Breakfast for Supper - Migas!

| July 29, 2010 | 0 Comments

“Migas in the morning, migas in the evening, migas at suppertime. Be my little miga and love me all the time.” 

Miga - Spanish for crumb. Be my little “crumb”? Miga as a term of endearment? Why not? ¡Venido a mí, mi miga pequeña!  

A perfect weekend morning in Texas would begin at your favorite Tex-Mex café, waiting in line for a table to enjoy some migas, a soul-satisfying scramble of corn tortillas, onions, chiles, cheese and eggs. Every restaurant and cook has their own version. Tomatoes and avocados are often included. 

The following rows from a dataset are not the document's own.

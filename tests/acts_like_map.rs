//! In these tests, we make sure the trie works as a HashMap in a single threaded context, and
//! sometimes in multithreaded too.
//!
//! To do that we simply generate a series of inserts, lookups, updates and deletions and try
//! them on both maps. They need to return the same things. The snapshot tests additionally
//! fork the trie (and clone the model map) somewhere in the middle and check that the two
//! sides never contaminate each other.
//!
//! Furthermore, each test is run in several instances, with keys in differently sized
//! universe. The small ones likely generate only short hashes, but are more likely to reuse
//! the same value.

use std::collections::{HashMap, HashSet};
use std::fmt::Debug;
use std::hash::Hash;

use proptest::collection::vec;
use proptest::prelude::*;
use rayon::prelude::*;
use snaptrie::SnapMap;

#[derive(Debug, Clone)]
enum Instruction<K> {
    Lookup(K),
    Remove(K),
    Insert(K, usize),
    /// Exercises the unified mutator ‒ bumps the value if the key is present.
    Bump(K),
}

impl<K> Instruction<K>
where
    K: Arbitrary + Clone + Debug + Eq + Hash + 'static,
{
    fn strategy() -> impl Strategy<Value = Self> {
        use Instruction::*;

        prop_oneof![
            any::<K>().prop_map(Lookup),
            any::<K>().prop_map(Remove),
            any::<(K, usize)>().prop_map(|(k, v)| Insert(k, v)),
            any::<K>().prop_map(Bump),
        ]
    }

    fn apply(
        self,
        trie: &SnapMap<K, usize>,
        model: &mut HashMap<K, usize>,
    ) -> Result<(), TestCaseError> {
        use Instruction::*;

        match self {
            Lookup(key) => {
                let expected = model.get(&key);
                let found = trie.get(&key);
                prop_assert_eq!(expected, found.as_ref().map(|e| e.value()));
            }
            Remove(key) => {
                let expected = model.remove(&key);
                let found = trie.remove(&key);
                prop_assert_eq!(expected.as_ref(), found.as_ref().map(|e| e.value()));
            }
            Insert(key, value) => {
                let expected = model.insert(key.clone(), value);
                let found = trie.insert(key, value);
                prop_assert_eq!(expected.as_ref(), found.as_ref().map(|e| e.value()));
            }
            Bump(key) => {
                let expected = model.get(&key).copied();
                let found = trie.update(key.clone(), |old| old.map(|v| v.wrapping_add(1)));
                prop_assert_eq!(expected.as_ref(), found.as_ref().map(|e| e.value()));
                if let Some(old) = expected {
                    model.insert(key, old.wrapping_add(1));
                }
            }
        }
        Ok(())
    }

    fn run(instructions: Vec<Self>) -> Result<(), TestCaseError> {
        let trie = SnapMap::new();
        let mut model = HashMap::new();
        for ins in instructions {
            ins.apply(&trie, &mut model)?;
        }
        prop_assert_eq!(model.len(), trie.len());
        Ok(())
    }
}

fn matches_model<K>(
    trie: &SnapMap<K, usize>,
    model: &HashMap<K, usize>,
) -> Result<(), TestCaseError>
where
    K: Clone + Debug + Eq + Hash + 'static,
{
    prop_assert_eq!(model.len(), trie.len());
    for (k, v) in model {
        let entry = trie.get(k);
        prop_assert_eq!(Some(v), entry.as_ref().map(|e| e.value()));
    }
    Ok(())
}

fn insert_parallel_test<T: Clone + Hash + Eq + Send + Sync + 'static>(
    values: Vec<T>,
) -> Result<(), TestCaseError> {
    let set: HashSet<_> = values.iter().cloned().collect();
    let trie = SnapMap::new();
    values.into_par_iter().for_each(|v| {
        trie.insert(v, ());
    });
    for v in set {
        prop_assert!(trie.get(&v).is_some());
    }

    Ok(())
}

proptest! {
    #[test]
    fn small_keys(instructions in vec(Instruction::<u8>::strategy(), 1..10_000)) {
        Instruction::run(instructions)?;
    }

    #[test]
    fn mid_keys(instructions in vec(Instruction::<u16>::strategy(), 1..10_000)) {
        Instruction::run(instructions)?;
    }

    #[test]
    fn large_keys(instructions in vec(Instruction::<usize>::strategy(), 1..10_000)) {
        Instruction::run(instructions)?;
    }

    #[test]
    fn string_keys(instructions in vec(Instruction::<String>::strategy(), 1..100)) {
        Instruction::run(instructions)?;
    }

    /// Mutating the original must not leak into a snapshot taken before.
    #[test]
    fn snapshot_isolation(
        before in vec(Instruction::<u8>::strategy(), 1..1_000),
        after in vec(Instruction::<u8>::strategy(), 1..1_000),
    ) {
        let trie = SnapMap::new();
        let mut model = HashMap::new();
        for ins in before {
            ins.apply(&trie, &mut model)?;
        }
        let frozen = trie.snapshot();
        let frozen_model = model.clone();
        for ins in after {
            ins.apply(&trie, &mut model)?;
        }
        // The fork still matches the model from the moment it was taken...
        matches_model(&frozen, &frozen_model)?;
        // ...and the source matches the live model.
        matches_model(&trie, &model)?;
    }

    /// And the other way around ‒ mutating the snapshot leaves the source alone.
    #[test]
    fn mutated_snapshot_leaves_source(
        base in vec(Instruction::<u8>::strategy(), 1..1_000),
        on_copy in vec(Instruction::<u8>::strategy(), 1..1_000),
    ) {
        let trie = SnapMap::new();
        let mut model = HashMap::new();
        for ins in base {
            ins.apply(&trie, &mut model)?;
        }
        let copy = trie.snapshot();
        let mut copy_model = model.clone();
        for ins in on_copy {
            ins.apply(&copy, &mut copy_model)?;
        }
        matches_model(&trie, &model)?;
        matches_model(&copy, &copy_model)?;
    }

    #[test]
    fn insert_all_large(values in vec(any::<usize>(), 1..10_000)) {
        // Make them unique
        let set: HashSet<_> = values.iter().cloned().collect();
        let trie = SnapMap::new();
        for v in values {
            trie.insert(v, ());
        }
        for v in set {
            prop_assert!(trie.get(&v).is_some());
        }
    }

    #[test]
    fn insert_all_small_parallel(values in vec(any::<u8>(), 1..10_000)) {
        insert_parallel_test(values)?;
    }

    #[test]
    fn insert_all_mid_parallel(values in vec(any::<u16>(), 1..10_000)) {
        insert_parallel_test(values)?;
    }

    #[test]
    fn insert_all_large_parallel(values in vec(any::<usize>(), 1..10_000)) {
        insert_parallel_test(values)?;
    }
}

Austin, Texas is the self-proclaimed Migas Capitol of the Southwest and is certainly deserving of that smug claim. I have warm memories of lingering over a brunch of migas and aguas frescas or ice-cold cervezas with dear friends in Austin, and I depend on them to lead me to the best table in town. 

Though not as Tex-Mex trendy as Austin, Fort Worth can hold its own with a sizable share of Tex-Mex cocinas. Leading the pack would have to be Joe T. Garcia’s on the north side near the stockyards. I have early memories of having to walk through the kitchen to get to the larger dining room. There were only a handful of tables in the small store-front dining room, and the kitchen was situated between that and the larger room. 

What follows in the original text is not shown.